The fact that different observers see events in different orders is also true in Euclidean space with a finite speed of light but does not justify your continued statement "at exactly the same time".Now the fact is, that Comet A and Comet B never come close to one another even though they trace paths through Space which intersect at x(a), y(a), and z(a) at completely different times. So, how is it possible that both you and the other guy look up at exactly the same time, and see two different comets at exactly the same place?? Well, clearly, one of you is watching something that the other one won't see for a long time...that is, they are watching an event that the other one will only be able to observe in their spacetime future, while the other one is watching an event that happened long ago in the other one's spacetime past, even though you both are making your observations at exactly the same time and observing completely different events happening at exactly the same place. But, at the time that both of you are making your observations, the fact is that neither comet is actually at x(a), y(a), and z(a). We'll call this situation the Comet example and come back to it later.
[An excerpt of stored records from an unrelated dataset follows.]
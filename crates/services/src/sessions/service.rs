use rand::rngs::StdRng;
use std::collections::HashSet;
use tracing::debug;

use quiz_core::RandomSource;
use quiz_core::model::{Question, QuestionId, QuizSettings};
use quiz_core::shuffle;

use super::plan::{ActiveFilter, ActiveSetBuilder};
use super::progress::{QuizProgress, QuizSummary};
use crate::error::QuizError;

//
// ─── PHASE ─────────────────────────────────────────────────────────────────────
//

/// Where the session stands with respect to the current question.
#[derive(Debug, Clone, Copy, PartialEq, Eq)]
pub enum QuizPhase {
    /// Waiting for the user to pick options and check.
    Unrevealed,
    /// Correctness of the current question is shown.
    Revealed,
    /// The pass is finished.
    Completed,
}

/// What a call to [`QuizSession::advance`] did.
#[derive(Debug, Clone, Copy, PartialEq, Eq)]
pub enum AdvanceOutcome {
    Revealed { correct: bool },
    Moved { position: usize },
    Completed,
}

//
// ─── SESSION ───────────────────────────────────────────────────────────────────
//

/// In-memory quiz session.
///
/// Owns the frozen source set, the active pass over a subset of it, and all
/// per-pass state. Presentation code reads through the accessors and drives the
/// session only through its operations.
pub struct QuizSession {
    source: Vec<Question>,
    active: Vec<Question>,
    position: usize,
    selection: Vec<String>,
    revealed: bool,
    last_correct: Option<bool>,
    score: usize,
    missed: Vec<QuestionId>,
    starred: Vec<QuestionId>,
    restrict_to_starred: bool,
    completed: bool,
    rng: StdRng,
}

impl QuizSession {
    /// Start a session over `questions`.
    ///
    /// Questions and their options are shuffled once into the frozen source
    /// set. When `settings.only_starred()` is set, the first pass asks only the
    /// starred questions. Starred ids that are not in `questions` are dropped.
    ///
    /// # Errors
    ///
    /// Returns `QuizError::EmptySource` if no questions are given,
    /// `QuizError::DuplicateQuestion` if two questions share an id, and
    /// `QuizError::EmptyFilterResult` if the starred filter matches nothing.
    pub fn start(
        questions: Vec<Question>,
        settings: &QuizSettings,
        random: RandomSource,
    ) -> Result<Self, QuizError> {
        if questions.is_empty() {
            return Err(QuizError::EmptySource);
        }
        let mut seen = HashSet::with_capacity(questions.len());
        for q in &questions {
            if !seen.insert(q.id()) {
                return Err(QuizError::DuplicateQuestion(q.id()));
            }
        }

        let mut rng = random.rng();
        let source: Vec<Question> = shuffle(&questions, &mut rng)
            .iter()
            .map(|q| q.with_options_shuffled(&mut rng))
            .collect();

        let starred: Vec<QuestionId> = settings
            .starred()
            .iter()
            .copied()
            .filter(|id| seen.contains(id))
            .collect();
        if starred.len() != settings.starred().len() {
            debug!(
                dropped = settings.starred().len() - starred.len(),
                "ignoring starred ids missing from question bank"
            );
        }

        let filter = if settings.only_starred() {
            ActiveFilter::Starred(&starred)
        } else {
            ActiveFilter::All
        };
        let active = ActiveSetBuilder::new(&source)
            .with_filter(filter)
            .with_shuffle(false)
            .build(&mut rng)?;

        debug!(
            source = source.len(),
            active = active.len(),
            only_starred = settings.only_starred(),
            "quiz session started"
        );

        Ok(Self {
            source,
            active,
            position: 0,
            selection: Vec::new(),
            revealed: false,
            last_correct: None,
            score: 0,
            missed: Vec::new(),
            starred,
            restrict_to_starred: settings.only_starred(),
            completed: false,
            rng,
        })
    }

    // ─── Read access ──────────────────────────────────────────────────────────

    /// Questions asked in the current pass, in asking order.
    #[must_use]
    pub fn active(&self) -> &[Question] {
        &self.active
    }

    #[must_use]
    pub fn current_question(&self) -> &Question {
        &self.active[self.position]
    }

    #[must_use]
    pub fn position(&self) -> usize {
        self.position
    }

    /// Number of questions in the current pass.
    #[must_use]
    pub fn total(&self) -> usize {
        self.active.len()
    }

    #[must_use]
    pub fn is_last(&self) -> bool {
        self.position + 1 == self.active.len()
    }

    #[must_use]
    pub fn selection(&self) -> &[String] {
        &self.selection
    }

    #[must_use]
    pub fn is_selected(&self, option: &str) -> bool {
        self.selection.iter().any(|s| s == option)
    }

    #[must_use]
    pub fn is_revealed(&self) -> bool {
        self.revealed
    }

    /// Correctness of the current question once revealed.
    #[must_use]
    pub fn last_answer_correct(&self) -> Option<bool> {
        self.last_correct
    }

    #[must_use]
    pub fn score(&self) -> usize {
        self.score
    }

    #[must_use]
    pub fn missed(&self) -> &[QuestionId] {
        &self.missed
    }

    #[must_use]
    pub fn has_missed(&self) -> bool {
        !self.missed.is_empty()
    }

    #[must_use]
    pub fn starred(&self) -> &[QuestionId] {
        &self.starred
    }

    #[must_use]
    pub fn is_starred(&self, id: QuestionId) -> bool {
        self.starred.contains(&id)
    }

    #[must_use]
    pub fn restrict_to_starred(&self) -> bool {
        self.restrict_to_starred
    }

    #[must_use]
    pub fn is_complete(&self) -> bool {
        self.completed
    }

    #[must_use]
    pub fn phase(&self) -> QuizPhase {
        if self.completed {
            QuizPhase::Completed
        } else if self.revealed {
            QuizPhase::Revealed
        } else {
            QuizPhase::Unrevealed
        }
    }

    /// Returns a summary of the current pass progress.
    #[must_use]
    pub fn progress(&self) -> QuizProgress {
        let total = self.total();
        let answered = if self.completed {
            total
        } else {
            self.position + usize::from(self.revealed)
        };
        QuizProgress {
            position: self.position,
            total,
            answered,
            remaining: total.saturating_sub(answered),
            score: self.score,
            is_complete: self.completed,
        }
    }

    #[must_use]
    pub fn summary(&self) -> QuizSummary {
        QuizSummary {
            score: self.score,
            total: self.total(),
            missed: self.missed.clone(),
        }
    }

    /// Snapshot of the settings that belong in the external store.
    #[must_use]
    pub fn settings(&self) -> QuizSettings {
        QuizSettings::new(self.restrict_to_starred, self.starred.iter().copied())
    }

    // ─── Operations ───────────────────────────────────────────────────────────

    /// Pick or toggle an option on the current question.
    ///
    /// Ignored once the question is revealed or the pass is complete.
    /// Single-answer questions replace the selection; multi-answer questions
    /// toggle membership.
    ///
    /// # Errors
    ///
    /// Returns `QuizError::InvalidOptionSelection` if `option` is not one of
    /// the current question's options. The selection is left unchanged.
    pub fn select_option(&mut self, option: &str) -> Result<(), QuizError> {
        if self.revealed || self.completed {
            debug!(option, "selection ignored after reveal");
            return Ok(());
        }

        let question = &self.active[self.position];
        if !question.has_option(option) {
            return Err(QuizError::InvalidOptionSelection {
                option: option.to_string(),
            });
        }

        if question.multiple() {
            if let Some(index) = self.selection.iter().position(|s| s == option) {
                self.selection.remove(index);
            } else {
                self.selection.push(option.to_string());
            }
        } else {
            self.selection.clear();
            self.selection.push(option.to_string());
        }
        Ok(())
    }

    /// Select the option at `index` of the current question's display order.
    ///
    /// # Errors
    ///
    /// Returns `QuizError::InvalidOptionSelection` if `index` is out of range.
    pub fn select_index(&mut self, index: usize) -> Result<(), QuizError> {
        let Some(option) = self.current_question().options().get(index).cloned() else {
            return Err(QuizError::InvalidOptionSelection {
                option: format!("#{}", index + 1),
            });
        };
        self.select_option(&option)
    }

    /// The primary action: check the current answer, then move on.
    ///
    /// Unrevealed: scores the selection and reveals. Revealed: moves to the
    /// next question, or completes the pass on the last one. Once complete
    /// further calls change nothing.
    pub fn advance(&mut self) -> AdvanceOutcome {
        if self.completed {
            return AdvanceOutcome::Completed;
        }

        if !self.revealed {
            let question = &self.active[self.position];
            let id = question.id();
            let correct = question.is_answered_by(&self.selection);
            if correct {
                self.score += 1;
            } else if !self.missed.contains(&id) {
                self.missed.push(id);
            }
            self.revealed = true;
            self.last_correct = Some(correct);
            debug!(question = %id, correct, score = self.score, "answer revealed");
            return AdvanceOutcome::Revealed { correct };
        }

        if self.is_last() {
            self.completed = true;
            debug!(score = self.score, total = self.total(), "quiz pass completed");
            return AdvanceOutcome::Completed;
        }

        self.position += 1;
        self.selection.clear();
        self.revealed = false;
        self.last_correct = None;
        AdvanceOutcome::Moved {
            position: self.position,
        }
    }

    /// Begin a new pass.
    ///
    /// With `missed_only` the pass asks the missed questions and keeps the
    /// missed list. Otherwise it asks everything (or the starred subset when
    /// the starred filter is on) and clears the missed list.
    ///
    /// # Errors
    ///
    /// Returns `QuizError::EmptyFilterResult` if the chosen filter matches no
    /// questions; the session is left untouched in that case.
    pub fn restart(&mut self, missed_only: bool) -> Result<(), QuizError> {
        let filter = if missed_only {
            ActiveFilter::Missed(&self.missed)
        } else if self.restrict_to_starred {
            ActiveFilter::Starred(&self.starred)
        } else {
            ActiveFilter::All
        };
        let active = ActiveSetBuilder::new(&self.source)
            .with_filter(filter)
            .build(&mut self.rng)?;

        if !missed_only {
            self.missed.clear();
        }
        self.active = active;
        self.position = 0;
        self.selection.clear();
        self.revealed = false;
        self.last_correct = None;
        self.score = 0;
        self.completed = false;
        debug!(missed_only, total = self.active.len(), "quiz restarted");
        Ok(())
    }

    /// Takes effect on the next full restart only.
    pub fn set_starred_filter(&mut self, enabled: bool) {
        self.restrict_to_starred = enabled;
    }

    /// Star or unstar a question; returns whether it is starred afterwards.
    ///
    /// # Errors
    ///
    /// Returns `QuizError::UnknownQuestion` if `id` is not in the source set.
    pub fn toggle_star(&mut self, id: QuestionId) -> Result<bool, QuizError> {
        if !self.source.iter().any(|q| q.id() == id) {
            return Err(QuizError::UnknownQuestion(id));
        }
        if let Some(index) = self.starred.iter().position(|s| *s == id) {
            self.starred.remove(index);
            Ok(false)
        } else {
            self.starred.push(id);
            Ok(true)
        }
    }

    pub fn clear_stars(&mut self) {
        self.starred.clear();
    }
}
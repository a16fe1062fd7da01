use async_trait::async_trait;
use quiz_core::model::{QuestionId, QuizSettings};
use std::sync::{Arc, Mutex};
use thiserror::Error;

/// Errors surfaced by storage adapters.
#[derive(Debug, Error)]
#[non_exhaustive]
pub enum StorageError {
    #[error("connection error: {0}")]
    Connection(String),

    #[error("serialization error: {0}")]
    Serialization(String),
}

/// Persisted shape of the quiz settings.
///
/// Keeps storage concerns (flat id list, integer flag) out of the domain type.
#[derive(Debug, Clone, Default, PartialEq, Eq)]
pub struct SettingsRecord {
    pub only_starred: bool,
    pub starred: Vec<u64>,
}

impl SettingsRecord {
    #[must_use]
    pub fn from_settings(settings: &QuizSettings) -> Self {
        Self {
            only_starred: settings.only_starred(),
            starred: settings.starred().iter().map(QuestionId::value).collect(),
        }
    }

    #[must_use]
    pub fn into_settings(self) -> QuizSettings {
        QuizSettings::new(
            self.only_starred,
            self.starred.into_iter().map(QuestionId::new),
        )
    }
}

/// Contract for the external settings store.
///
/// The quiz session never touches this directly; the workflow layer loads,
/// saves and clears it around session operations.
#[async_trait]
pub trait SettingsRepository: Send + Sync {
    /// Fetch stored settings, `None` when nothing was saved yet.
    ///
    /// # Errors
    ///
    /// Returns `StorageError` if the store cannot be read.
    async fn get_settings(&self) -> Result<Option<QuizSettings>, StorageError>;

    /// Persist settings, replacing anything stored before.
    ///
    /// # Errors
    ///
    /// Returns `StorageError` if the settings cannot be stored.
    async fn save_settings(&self, settings: &QuizSettings) -> Result<(), StorageError>;

    /// Remove everything from the store.
    ///
    /// # Errors
    ///
    /// Returns `StorageError` if the store cannot be cleared.
    async fn clear(&self) -> Result<(), StorageError>;
}

/// Simple in-memory repository implementation for testing and prototyping.
#[derive(Clone, Default)]
pub struct InMemoryRepository {
    settings: Arc<Mutex<Option<SettingsRecord>>>,
}

impl InMemoryRepository {
    #[must_use]
    pub fn new() -> Self {
        Self {
            settings: Arc::new(Mutex::new(None)),
        }
    }
}

#[async_trait]
impl SettingsRepository for InMemoryRepository {
    async fn get_settings(&self) -> Result<Option<QuizSettings>, StorageError> {
        let guard = self
            .settings
            .lock()
            .map_err(|e| StorageError::Connection(e.to_string()))?;
        Ok(guard.clone().map(SettingsRecord::into_settings))
    }

    async fn save_settings(&self, settings: &QuizSettings) -> Result<(), StorageError> {
        let mut guard = self
            .settings
            .lock()
            .map_err(|e| StorageError::Connection(e.to_string()))?;
        *guard = Some(SettingsRecord::from_settings(settings));
        Ok(())
    }

    async fn clear(&self) -> Result<(), StorageError> {
        let mut guard = self
            .settings
            .lock()
            .map_err(|e| StorageError::Connection(e.to_string()))?;
        *guard = None;
        Ok(())
    }
}

/// Aggregates repositories behind trait objects for easy backend swapping.
#[derive(Clone)]
pub struct Storage {
    pub settings: Arc<dyn SettingsRepository>,
}

impl Storage {
    #[must_use]
    pub fn in_memory() -> Self {
        let settings: Arc<dyn SettingsRepository> = Arc::new(InMemoryRepository::new());
        Self { settings }
    }
}

#[cfg(test)]
mod tests {
    use super::*;

    #[tokio::test]
    async fn empty_store_returns_none() {
        let repo = InMemoryRepository::new();
        assert!(repo.get_settings().await.unwrap().is_none());
    }

    #[tokio::test]
    async fn round_trips_and_clears_settings() {
        let repo = InMemoryRepository::new();
        let settings = QuizSettings::new(true, [QuestionId::new(3), QuestionId::new(1)]);
        repo.save_settings(&settings).await.unwrap();

        let fetched = repo.get_settings().await.unwrap().expect("saved settings");
        assert_eq!(fetched, settings);

        repo.clear().await.unwrap();
        assert!(repo.get_settings().await.unwrap().is_none());
    }

    #[tokio::test]
    async fn clones_share_state() {
        let repo = InMemoryRepository::new();
        let other = repo.clone();
        repo.save_settings(&QuizSettings::new(false, [QuestionId::new(9)]))
            .await
            .unwrap();
        let fetched = other.get_settings().await.unwrap().unwrap();
        assert!(fetched.is_starred(QuestionId::new(9)));
    }

    #[test]
    fn record_mirrors_settings() {
        let settings = QuizSettings::new(true, [QuestionId::new(5)]);
        let record = SettingsRecord::from_settings(&settings);
        assert_eq!(record.starred, vec![5]);
        assert!(record.only_starred);
        assert_eq!(record.into_settings(), settings);
    }
}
This has nothing to do with relativity. If one exploding star is responsible for lighting up gas cloud, then all explanations would have to conform to this fact.Now, lets consider a different example of two exploding stars. In this example, the two exploding stars are exactly the same distance from you, but, there is a gigantic gas cloud that lies closer to exploding star A than exploding star B and lies between the two stars such that it would take 3 months for light to get from star B to the gas cloud, but only about 1/3 that time for the light from star A to get there. However, the light from both exploding stars will take at least a year to reach you. Now, if you observe the gas cloud lighting up exactly one month after you saw both exploding stars blow up, can you determine which exploding star caused the gas cloud to light up?
Please, study Special Relativity yourself. You are in no condition to be teaching it.I have to run now, but will come back to continue this if it seems to be helpful, but think about which situations described in these examples might be space like, time like or light like.